## MATERIAL SUPPLIED
use std::sync::atomic::{AtomicU64, Ordering};
use std::sync::Arc;
use std::time::Duration;

use chrono::{Local, NaiveDate};
use serde::Serialize;
use tracing::{debug, info, warn};

use super::domain::{
    CitizenId, Complaint, ComplaintId, ComplaintInput, ComplaintStatus, ComplaintSubmission,
    StatusChange, StatusUpdate,
};
use super::notifications;
use super::repository::{
    CitizenDirectory, ComplaintFilter, ComplaintRepository, NoCitizenDirectory,
    NotificationError, NotificationPublisher, RepositoryError,
};
use super::routing::{AuthorityDirectory, AuthorityId, RoutingTable};
use super::triage::{PriorityScore, PriorityScorer};
use crate::config::TriageConfig;

const REGISTERED_NOTE: &str = "Complaint registered";
/// Re-reads allowed when a concurrent status move wins the write.
const UPDATE_ATTEMPTS: usize = 3;

static COMPLAINT_SEQUENCE: AtomicU64 = AtomicU64::new(10_001);

fn next_complaint_id() -> ComplaintId {
    let id = COMPLAINT_SEQUENCE.fetch_add(1, Ordering::Relaxed);
    ComplaintId(format!("CM{id:05}"))
}

/// Score plus routing decision for a complaint that has not been filed.
#[derive(Debug, Clone, PartialEq, Eq, Serialize)]
pub struct TriagePreview {
    #[serde(flatten)]
    pub triage: PriorityScore,
    pub authority: AuthorityId,
}

/// Service composing triage, routing, storage, and notifications.
pub struct ComplaintService<R, N> {
    scorer: Arc<PriorityScorer>,
    routing: Arc<RoutingTable>,
    authorities: Arc<AuthorityDirectory>,
    citizens: Arc<dyn CitizenDirectory>,
    repository: Arc<R>,
    notifier: Arc<N>,
    config: TriageConfig,
}

impl<R, N> ComplaintService<R, N>
where
    R: ComplaintRepository + 'static,
    N: NotificationPublisher + 'static,
{
    pub fn new(repository: Arc<R>, notifier: Arc<N>, config: TriageConfig) -> Self {
        Self {
            scorer: Arc::new(PriorityScorer::default()),
            routing: Arc::new(RoutingTable::standard()),
            authorities: Arc::new(AuthorityDirectory::standard()),
            citizens: Arc::new(NoCitizenDirectory),
            repository,
            notifier,
            config,
        }
    }

    pub fn with_citizen_directory(mut self, citizens: Arc<dyn CitizenDirectory>) -> Self {
        self.citizens = citizens;
        self
    }

    pub fn with_routing(mut self, routing: RoutingTable) -> Self {
        self.routing = Arc::new(routing);
        self
    }

    pub fn simulated_latency(&self) -> Duration {
        self.config.simulated_latency
    }

    pub fn authorities(&self) -> &AuthorityDirectory {
        &self.authorities
    }

    /// Score and route without storing anything.
    pub fn preview(&self, input: &ComplaintInput) -> TriagePreview {
        TriagePreview {
            triage: self.scorer.score(input),
            authority: self.routing.assign_authority(input.category).clone(),
        }
    }

    /// Register a new complaint and notify the department it was routed to.
    pub fn submit(
        &self,
        submission: ComplaintSubmission,
    ) -> Result<Complaint, ComplaintServiceError> {
        self.submit_on(submission, Local::now().date_naive())
    }

    pub fn submit_on(
        &self,
        submission: ComplaintSubmission,
        today: NaiveDate,
    ) -> Result<Complaint, ComplaintServiceError> {
        validate_submission(&submission)?;

        let ComplaintSubmission {
            complaint: input,
            citizen_id,
        } = submission;

        let TriagePreview { triage, authority } = self.preview(&input);
        let complaint = Complaint {
            id: next_complaint_id(),
            title: input.title,
            description: input.description,
            category: input.category,
            location: input.location,
            citizen_id,
            status: ComplaintStatus::Pending,
            triage,
            filed_on: today,
            assigned_to: Some(authority),
            updates: vec![StatusUpdate {
                date: today,
                status: ComplaintStatus::Pending,
                description: REGISTERED_NOTE.to_string(),
            }],
        };

        let stored = self.repository.insert(complaint)?;
        info!(
            complaint_id = %stored.id,
            category = stored.category.key(),
            score = stored.triage.score,
            priority = stored.triage.priority.key(),
            "complaint registered"
        );

        if let Err(err) = self.notify_authority(&stored) {
            warn!(complaint_id = %stored.id, error = %err, "authority notification failed");
        }

        Ok(stored)
    }

    /// Apply a manual status move and tell the resident about it.
    pub fn update_status(
        &self,
        id: &ComplaintId,
        change: StatusChange,
    ) -> Result<Complaint, ComplaintServiceError> {
        self.update_status_on(id, change, Local::now().date_naive())
    }

    pub fn update_status_on(
        &self,
        id: &ComplaintId,
        change: StatusChange,
        today: NaiveDate,
    ) -> Result<Complaint, ComplaintServiceError> {
        let StatusChange {
            status,
            notes,
            assigned_to,
        } = change;
        let notes = notes
            .map(|notes| notes.trim().to_string())
            .filter(|notes| !notes.is_empty());

        let mut attempt = 1;
        let complaint = loop {
            let mut complaint = self.get(id)?;
            let previous = complaint.status;
            if !previous.can_transition_to(status) {
                return Err(ComplaintServiceError::InvalidTransition {
                    from: previous,
                    to: status,
                });
            }

            complaint.status = status;
            if let Some(authority) = assigned_to.clone() {
                complaint.assigned_to = Some(authority);
            }
            complaint.updates.push(StatusUpdate {
                date: today,
                status,
                description: notes
                    .clone()
                    .unwrap_or_else(|| format!("Status updated to {}", status.key())),
            });

            match self.repository.update(complaint.clone(), previous) {
                Ok(()) => break complaint,
                Err(RepositoryError::StatusChanged(current)) if attempt < UPDATE_ATTEMPTS => {
                    debug!(
                        complaint_id = %id,
                        current = current.key(),
                        "status changed underneath update, retrying"
                    );
                    attempt += 1;
                }
                Err(err) => return Err(err.into()),
            }
        };

        info!(complaint_id = %complaint.id, status = status.key(), "complaint status updated");

        match self.citizens.contact(&complaint.citizen_id) {
            Some(contact) => {
                let message =
                    notifications::status_update(&contact, &complaint, status, notes.as_deref());
                if let Err(err) = self.notifier.publish(message) {
                    warn!(complaint_id = %complaint.id, error = %err, "status notification failed");
                }
            }
            None => debug!(
                complaint_id = %complaint.id,
                citizen_id = %complaint.citizen_id.0,
                "no contact on file, skipping status notification"
            ),
        }

        Ok(complaint)
    }

    pub fn get(&self, id: &ComplaintId) -> Result<Complaint, ComplaintServiceError> {
        let complaint = self.repository.fetch(id)?.ok_or(RepositoryError::NotFound)?;
        Ok(complaint)
    }

    pub fn list(&self, filter: &ComplaintFilter) -> Result<Vec<Complaint>, ComplaintServiceError> {
        let mut complaints = self.repository.list(filter)?;
        complaints.sort_by(|left, right| left.id.cmp(&right.id));
        Ok(complaints)
    }

    pub fn for_citizen(&self, id: &CitizenId) -> Result<Vec<Complaint>, ComplaintServiceError> {
        self.list(&ComplaintFilter::for_citizen(id.clone()))
    }

    pub fn for_authority(
        &self,
        id: &AuthorityId,
    ) -> Result<Vec<Complaint>, ComplaintServiceError> {
        self.list(&ComplaintFilter::for_authority(id.clone()))
    }

    pub fn all(&self) -> Result<Vec<Complaint>, ComplaintServiceError> {
        self.list(&ComplaintFilter::default())
    }

    fn notify_authority(&self, complaint: &Complaint) -> Result<(), NotificationError> {
        let Some(authority) = complaint
            .assigned_to
            .as_ref()
            .and_then(|id| self.authorities.get(id))
        else {
            return Ok(());
        };

        self.notifier
            .publish(notifications::new_complaint_assigned(authority, complaint))
    }
}

fn validate_submission(submission: &ComplaintSubmission) -> Result<(), IntakeError> {
    let required = [
        ("title", submission.complaint.title.as_str()),
        ("description", submission.complaint.description.as_str()),
        ("location", submission.complaint.location.as_str()),
        ("citizen_id", submission.citizen_id.0.as_str()),
    ];

    match required.iter().find(|(_, value)| value.trim().is_empty()) {
        Some((field, _)) => Err(IntakeError::MissingField(*field)),
        None => Ok(()),
    }
}

/// Submission rejected before triage.
#[derive(Debug, thiserror::Error, PartialEq, Eq)]
pub enum IntakeError {
    #[error("missing required field: {0}")]
    MissingField(&'static str),
}

/// Error raised by the complaint service.
#[derive(Debug, thiserror::Error)]
pub enum ComplaintServiceError {
    #[error(transparent)]
    Intake(#[from] IntakeError),
    #[error("cannot move complaint from {} to {}", .from.key(), .to.key())]
    InvalidTransition {
        from: ComplaintStatus,
        to: ComplaintStatus,
    },
    #[error(transparent)]
    Repository(#[from] RepositoryError),
}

## THE PROBLEM
Copy each line of the listing that contains the string "match".

## RESULT
            match self.repository.update(complaint.clone(), previous) {
        match self.citizens.contact(&complaint.citizen_id) {
    match required.iter().find(|(_, value)| value.trim().is_empty()) {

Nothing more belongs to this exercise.